De theorie van Urie Bronfenbrenner verklaart de ontwikkeling van kinderen door hun interactie met meerdere omgevingen te bestuderen. Deze omgevingen noemt hij ecologische systemen. Bronfenbrenner’s ecologisch systeemtheorie ziet vijf niveaus van externe invloed op de ontwikkeling van kinderen.
De Amerikaanse psycholoog Urie Bronfenbrenner formuleerde de ecologische systeemtheorie om te verklaren hoe de aangeboren karaktereigenschappen van kinderen en hun omgeving op elkaar inwerken om te beïnvloeden hoe ze groeien en zich ontwikkelen.
Volgens Bronfenbrenner’s ecologische systeemtheorie zijn kinderen verstrikt in deze verschillende ecosystemen, van het meest kleine en intieme ecologische systeem thuis tot het grotere schoolsysteem, tot aan het enorme systeem dat maatschappij en cultuur omvat. Al deze ecologische systemen staan onvermijdelijk in wisselwerking met elkaar en beïnvloeden elkaar in alle aspecten van het leven.
Oudste dochters: ze lijken vaak op elkaar, en dat blijkt geen toeval te zijn. Auteurs Lisette Schuitemaker en Wies Enthoven, beiden zelf de oudste thuis, ontdekten de vijf typische eigenschappen die alle oudste dochters in meer of mindere mate bezitten.
Inhoud van dit artikel:
De ecologische systeemtheorie

1: Het microsysteem
Het microsysteem is de kleinste en meest directe omgeving waarin kinderen leven. Het microsysteem omvat het gezin, de leraren of klasgenootjes en de vriendjes waar de kinderen mee opgroeien.

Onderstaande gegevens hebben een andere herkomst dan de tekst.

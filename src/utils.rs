use anyhow::Result;
use chrono::{DateTime, Local};
use log::{LevelFilter, Record};
use std::fs::OpenOptions;
use std::io::Write;
use std::sync::Mutex;

use tenantline::models::{DeliveryStatus, Message, Sender};

// File-or-stdout logger plus small formatting helpers for the demo binary.

pub struct SimpleLogger {
    log_file: Option<Mutex<std::fs::File>>,
}

impl SimpleLogger {
    pub fn new(log_file_path: Option<&str>) -> Result<Self> {
        let log_file = match log_file_path {
            Some(path) => Some(Mutex::new(OpenOptions::new().create(true).append(true).open(path)?)),
            None => None,
        };

        Ok(SimpleLogger { log_file })
    }
}

impl log::Log for SimpleLogger {
    fn enabled(&self, metadata: &log::Metadata) -> bool {
        metadata.level() <= log::max_level()
    }

    fn log(&self, record: &Record) {
        if self.enabled(record.metadata()) {
            let now: DateTime<Local> = Local::now();
            let log_message = format!(
                "[{}] {} [{}:{}] {}\n",
                now.format("%Y-%m-%d %H:%M:%S%.3f"),
                record.level(),
                record.file().unwrap_or("unknown"),
                record.line().unwrap_or(0),
                record.args()
            );

            if let Some(file) = &self.log_file {
                if let Ok(mut file) = file.lock() {
                    let _ = file.write_all(log_message.as_bytes());
                }
            } else {
                print!("{}", log_message);
            }
        }
    }

    fn flush(&self) {
        if let Some(file) = &self.log_file {
            if let Ok(mut file) = file.lock() {
                let _ = file.flush();
            }
        } else {
            let _ = std::io::stdout().flush();
        }
    }
}

pub fn setup_logging(log_file: Option<&str>, level: LevelFilter) -> Result<()> {
    let logger = SimpleLogger::new(log_file)?;
    log::set_boxed_logger(Box::new(logger)).map(|()| log::set_max_level(level))?;

    log::info!("Logging initialized at level: {}", level);
    log::info!("App version: {} ({})", env!("CARGO_PKG_VERSION"), env!("CARGO_PKG_NAME"));

    Ok(())
}

pub fn status_marker(status: DeliveryStatus) -> &'static str {
    match status {
        DeliveryStatus::Sending => "…",
        DeliveryStatus::Sent => "✓",
        DeliveryStatus::Delivered => "✓✓",
        DeliveryStatus::Read => "✓✓ read",
    }
}

/// One message as a wrapped, printable block.
pub fn render_message(message: &Message, show_read_status: bool, width: usize) -> String {
    let who = match message.sender {
        Sender::Me => "You",
        Sender::Peer => "Them",
    };
    let body = if let Some(voice) = &message.voice {
        format!("[voice clip {:.1}s]", voice.duration.as_secs_f32())
    } else if let Some(attachment) = &message.attachment {
        format!("[{:?}: {}]", attachment.kind, attachment.name)
    } else {
        message.display_body().to_string()
    };
    let header = format!("{} {}", message.created_at.with_timezone(&Local).format("%H:%M:%S"), who);
    let status = match message.sender {
        Sender::Me => format!(" {}", status_marker(message.status.display(show_read_status))),
        Sender::Peer => String::new(),
    };
    let wrapped = textwrap::fill(&body, width.max(20));
    format!("{}{}\n{}", header, status, textwrap::indent(&wrapped, "    "))
}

Interacties binnen dit microsysteem betreffen gewoonlijk persoonlijke relaties met familieleden, klasgenoten, leraren en verzorgers. De interacties in een microsysteem zijn tweerichtingsverkeer, wat betekent dat het kind beïnvloed kan worden door andere mensen in zijn omgeving en ook in staat is de overtuigingen en handelingen van andere mensen te veranderen. Bovendien kunnen de reacties van het kind op personen in zijn microsysteem invloed hebben op hoe zij hen op hun beurt behandelen.
De interacties binnen microsystemen zijn vaak heel persoonlijk en zijn van cruciaal belang voor de bevordering en ondersteuning van de ontwikkeling van het kind. Als een kind een sterke warme relatie met zijn of haar ouders heeft, zou dat een positief effect op het kind hebben. Terwijl afstandelijke en onaanhankelijke ouders een negatief effect op het kind zullen hebben.
Een van de belangrijkste bevindingen die Urie Bronfenbrenner in zijn studie van ecologische systemen ontdekte is dat broers en zussen die zich in hetzelfde ecologische systeem bevinden dit soms als heel verschillende omgevingen ervaren.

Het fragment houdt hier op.